**Task goal**
Scan the entries below for the word "GlobalArgs" and copy every line where it turns up.

Recorded data
//! Tracing subscriber initialisation.
//!
//! Only the CLI crate is allowed to call [`init_logging`]; `conceptual-core`
//! and `conceptual-adapters` only *emit* spans and events.
//!
//! # Verbosity mapping
//!
//! | Flag(s)        | Filter level       |
//! |----------------|--------------------|
//! | (none)         | WARN               |
//! | `-v`           | INFO               |
//! | `-vv`          | DEBUG              |
//! | `-vvv`         | TRACE              |
//! | `--quiet`      | ERROR              |
//! | `init --debug` | at least DEBUG     |
//!
//! `RUST_LOG` overrides all of the above if set.

use std::io::IsTerminal as _;

use tracing_subscriber::{EnvFilter, layer::SubscriberExt, util::SubscriberInitExt};

use crate::cli::GlobalArgs;

/// Crates whose events are shown at the derived level.
const CRATES: [&str; 3] = ["conceptual", "conceptual_core", "conceptual_adapters"];

/// Initialise the global tracing subscriber.
///
/// Must be called exactly once, before any tracing macros fire.
pub fn init_logging(args: &GlobalArgs, debug: bool) -> anyhow::Result<()> {
    let level = derive_level(args, debug);

    let filter =
        EnvFilter::try_from_default_env().unwrap_or_else(|_| EnvFilter::new(filter_for(level)));

    let use_ansi = !args.no_color && std::io::stderr().is_terminal();

    let fmt_layer = tracing_subscriber::fmt::layer()
        .with_target(false)
        .with_thread_ids(false)
        .with_file(false)
        .with_line_number(false)
        .with_ansi(use_ansi)
        .with_writer(std::io::stderr);

    tracing_subscriber::registry()
        .with(filter)
        .with(fmt_layer)
        .try_init()
        .map_err(|e| anyhow::anyhow!("Failed to initialise tracing: {e}"))?;

    Ok(())
}

/// Translate the verbosity counter, quiet flag and `--debug` to a level string.
fn derive_level(args: &GlobalArgs, debug: bool) -> &'static str {
    let level = if args.quiet {
        "error"
    } else {
        match args.verbose {
            0 => "warn",
            1 => "info",
            2 => "debug",
            _ => "trace",
        }
    };

    match (debug, level) {
        (true, "error" | "warn" | "info") => "debug",
        _ => level,
    }
}

/// `conceptual=<level>,conceptual_core=<level>,...`
fn filter_for(level: &str) -> String {
    CRATES
        .iter()
        .map(|krate| format!("{krate}={level}"))
        .collect::<Vec<_>>()
        .join(",")
}

#[cfg(test)]
mod tests {
    use super::*;

    fn args_with(verbose: u8, quiet: bool) -> GlobalArgs {
        GlobalArgs {
            verbose,
            quiet,
            no_color: true,
            config: None,
            output_format: None,
        }
    }

    #[test]
    fn level_quiet() {
        assert_eq!(derive_level(&args_with(0, true), false), "error");
    }

    #[test]
    fn level_default() {
        assert_eq!(derive_level(&args_with(0, false), false), "warn");
    }

    #[test]
    fn level_verbose_one() {
        assert_eq!(derive_level(&args_with(1, false), false), "info");
    }

    #[test]
    fn level_verbose_two() {
        assert_eq!(derive_level(&args_with(2, false), false), "debug");
    }

    #[test]
    fn level_verbose_three_plus() {
        assert_eq!(derive_level(&args_with(3, false), false), "trace");
        assert_eq!(derive_level(&args_with(10, false), false), "trace");
    }

    // quiet takes precedence over verbose
    #[test]
    fn quiet_overrides_verbose() {
        assert_eq!(derive_level(&args_with(3, true), false), "error");
    }

    #[test]
    fn debug_raises_to_debug() {
        assert_eq!(derive_level(&args_with(0, false), true), "debug");
        assert_eq!(derive_level(&args_with(0, true), true), "debug");
    }

    #[test]
    fn debug_never_lowers_trace() {
        assert_eq!(derive_level(&args_with(3, false), true), "trace");
    }

    #[test]
    fn filter_covers_every_crate() {
        assert_eq!(
            filter_for("info"),
            "conceptual=info,conceptual_core=info,conceptual_adapters=info"
        );
    }
}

**Final answer**
use crate::cli::GlobalArgs;
pub fn init_logging(args: &GlobalArgs, debug: bool) -> anyhow::Result<()> {
fn derive_level(args: &GlobalArgs, debug: bool) -> &'static str {
    fn args_with(verbose: u8, quiet: bool) -> GlobalArgs {
        GlobalArgs {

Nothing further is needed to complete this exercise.